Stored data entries
=== Section Start ===
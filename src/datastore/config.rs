//! TTL adapter configuration.
//!
//! The adapter reads a JSON file of the shape
//! `{"adapter": {"ttlrefreshtime": "24h", "ttlrefreshvalue": "48h",
//! "ttldefaultvalue": "240h"}}`. All three durations are required and must
//! be non-zero.

use std::fs;
use std::path::Path;
use std::time::Duration;

use serde::Deserialize;

#[derive(Debug)]
pub enum ConfigError {
    Io(std::io::Error),
    Json(serde_json::Error),
    Missing(&'static str),
    BadDuration(&'static str, humantime::DurationError),
    Zero(&'static str),
}

impl std::fmt::Display for ConfigError {
    fn fmt(&self, f: &mut std::fmt::Formatter<'_>) -> std::fmt::Result {
        match self {
            ConfigError::Io(err) => write!(f, "cannot read config: {err}"),
            ConfigError::Json(err) => write!(f, "cannot parse config: {err}"),
            ConfigError::Missing(field) => write!(f, "config field {field} is required"),
            ConfigError::BadDuration(field, err) => {
                write!(f, "config field {field} is not a duration: {err}")
            }
            ConfigError::Zero(field) => write!(f, "config field {field} must be non-zero"),
        }
    }
}

#[derive(Deserialize)]
struct ConfigFile {
    adapter: AdapterSection,
}

#[derive(Deserialize)]
struct AdapterSection {
    ttlrefreshtime: Option<String>,
    ttlrefreshvalue: Option<String>,
    ttldefaultvalue: Option<String>,
}

/// The three TTL policy knobs.
#[derive(Debug, Copy, Clone, PartialEq, Eq)]
pub struct TtlConfig {
    /// Blocks whose remaining TTL is at least this long are not refreshed.
    pub refresh_time: Duration,
    /// TTL written when a block is refreshed.
    pub refresh_value: Duration,
    /// TTL applied to newly inserted blocks.
    pub default_value: Duration,
}

impl TtlConfig {
    pub fn new(
        refresh_time: Duration,
        refresh_value: Duration,
        default_value: Duration,
    ) -> Result<Self, ConfigError> {
        if refresh_time.is_zero() {
            return Err(ConfigError::Zero("ttlrefreshtime"));
        }
        if refresh_value.is_zero() {
            return Err(ConfigError::Zero("ttlrefreshvalue"));
        }
        if default_value.is_zero() {
            return Err(ConfigError::Zero("ttldefaultvalue"));
        }
        Ok(Self { refresh_time, refresh_value, default_value })
    }

    pub fn load(path: &Path) -> Result<Self, ConfigError> {
        let text = fs::read_to_string(path).map_err(ConfigError::Io)?;
        Self::parse(&text)
    }

    pub fn parse(text: &str) -> Result<Self, ConfigError> {
        let file: ConfigFile = serde_json::from_str(text).map_err(ConfigError::Json)?;
        let refresh_time = parse_field(file.adapter.ttlrefreshtime, "ttlrefreshtime")?;
        let refresh_value = parse_field(file.adapter.ttlrefreshvalue, "ttlrefreshvalue")?;
        let default_value = parse_field(file.adapter.ttldefaultvalue, "ttldefaultvalue")?;
        Self::new(refresh_time, refresh_value, default_value)
    }
}

fn parse_field(value: Option<String>, field: &'static str) -> Result<Duration, ConfigError> {
    let text = value.ok_or(ConfigError::Missing(field))?;
    humantime::parse_duration(&text).map_err(|err| ConfigError::BadDuration(field, err))
}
=== Section End ===
Instructions for the task
Among the records above, count the lines that include the word "cannot" and state the number by itself.

Result for this task
2